Nel nome delle bimbe

«Camilla era di vetro, basti pensare che i primi venti giorni di vita aveva lesioni pari al novanta per cento della superficie corporea». C’erano giorni buoni, potremmo dire tranquilli, nei quali sembrava che la bambina stesse meglio. Fino a quell’11 settembre del 2018: «Camilla, con quel suo sorriso stupendo sapeva renderci quasi normali i giorni più duri: poi, una mattina, si è spenta, sotto i nostri occhi. Con lei siamo morti anche noi». Ma non la voglia di fare qualcosa per la loro Camilla e per tutti gli altri «Bambini farfalla». Il destino ha voluto che, sempre nel dicembre del 2017, fosse nata un’altra Camilla, a Genova, con la stessa forma aggressiva della malattia della bimba di Giulia e Christian. Nel loro ricordo è stata fondata l’associazione «Le ali di Camilla» per promuovere la ricerca scientifica e la presa in carico sanitaria nel campo dell’epidermolisi bollosa e di altre malattie epiteliali potenzialmente trattabili con terapie avanzate a base di cellule staminali.

La speranza nella ricerca

«Le cellule staminali epiteliali, se corrette geneticamente in laboratorio e trapiantate sul paziente, possono portare a risultati straordinari per la cura della malattia», racconta Giulia, la quale ricorda il caso di Hassan, il bambino siriano affetto da epidermolisi bollosa, nella forma cosiddetta «giunzionale», proprio come Camilla, curato e guarito dal professor Michele De Luca, con cellule staminali prelevate dalla cute. E qui si inserisce una storia nella storia, un’altra battaglia da vincere per l’associazione Luca Coscioni, e che riguarda il desiderio dei due ragazzi modenesi di avere un altro figlio, con la richiesta di accedere alla diagnosi preimpianto (Giulia e Christian subito dopo la nascita di Camila avevano scoperto di essere portatori sani di una mutazione genetica, ndr), tecnica non disponibile attraverso il Servizio sanitario nazionale, e dunque non accessibile ai più, ma indispensabile per affrontare una nuova gravidanza in sicurezza.

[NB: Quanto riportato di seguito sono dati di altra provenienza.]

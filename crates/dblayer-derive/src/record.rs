//! Record derive macro implementation

use crate::attrs::named_fields;
use proc_macro2::TokenStream;
use quote::quote;
use syn::{DeriveInput, Result};

pub fn expand(input: DeriveInput) -> Result<TokenStream> {
    let name = &input.ident;
    let (impl_generics, ty_generics, where_clause) = input.generics.split_for_impl();
    let fields = named_fields(&input, "Record")?;

    if fields.iter().filter(|f| f.id).count() > 1 {
        return Err(syn::Error::new_spanned(
            &input,
            "Record allows at most one #[db(id)] field",
        ));
    }

    // The identity column is generated by the database and never written.
    let pairs: Vec<_> = fields
        .iter()
        .filter(|f| !f.id && !f.skip)
        .map(|f| {
            let ident = &f.ident;
            let column = &f.column;
            quote! {
                (
                    ::std::string::String::from(#column),
                    ::dblayer::Value::from(::std::clone::Clone::clone(&self.#ident)),
                )
            }
        })
        .collect();

    Ok(quote! {
        impl #impl_generics ::dblayer::Record for #name #ty_generics #where_clause {
            fn columns_and_values(&self) -> ::std::vec::Vec<(::std::string::String, ::dblayer::Value)> {
                ::std::vec![#(#pairs),*]
            }
        }
    })
}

«Noi genitori grazie a un test»: 599 bambini nati grazie alla diagnosi preimpianto
La relazione in Parlamento

Fecondazione assistita

Come si sa, nel nostro Paese, la fecondazione assistita è autorizzata esclusivamente per le coppie sterili, e la diagnosi preimpianto è solo attuabile privatamente. «Ci siamo rivolti ancora una volta al professor De Luca, il quale è anche co-presidente dell’associazione Luca Coscioni, e siamo entrati in contatto con l’avvocato Filomena Gallo, segretaria nazionale della stessa associazione: siamo andati avanti per un anno con il trattamento, ma non è andata come speravamo», raccontano Giulia e Christian, ricordando quanto sia complicato l’iter che hanno dovuto affrontare: «A luglio del 2019, tre dei miei cinque embrioni risultavano affetti da patologie, mentre gli altri due erano portatori sani: però, non è andata a buon fine».

L’appello

Con l’arrivo delle ferie estive, una normale interruzione delle cure, ma tanta paura di condurre una gravidanza a rischio: «Ad agosto ho scoperto di essere incinta, in modo naturale: è partita una serie infinita di indagini cliniche e finalmente, verso la fine di ottobre del 2019, ho scoperto di aspettare un bimbo, portatore sano di malattia genetica». Quel bambino lo hanno chiamato Andrea. E quando sarà un po’ più grande, gli racconteranno della sorellina: «Il vuoto che ci ha lasciato Camilla non sparirà mai, ma vorremmo provare a riempirlo con la nostra battaglia affinché sia possibile accedere nelle strutture pubbliche per questa indagine diagnostica in modo diretto o indiretto. Lo dobbiamo a tutte le coppie che ne hanno bisogno».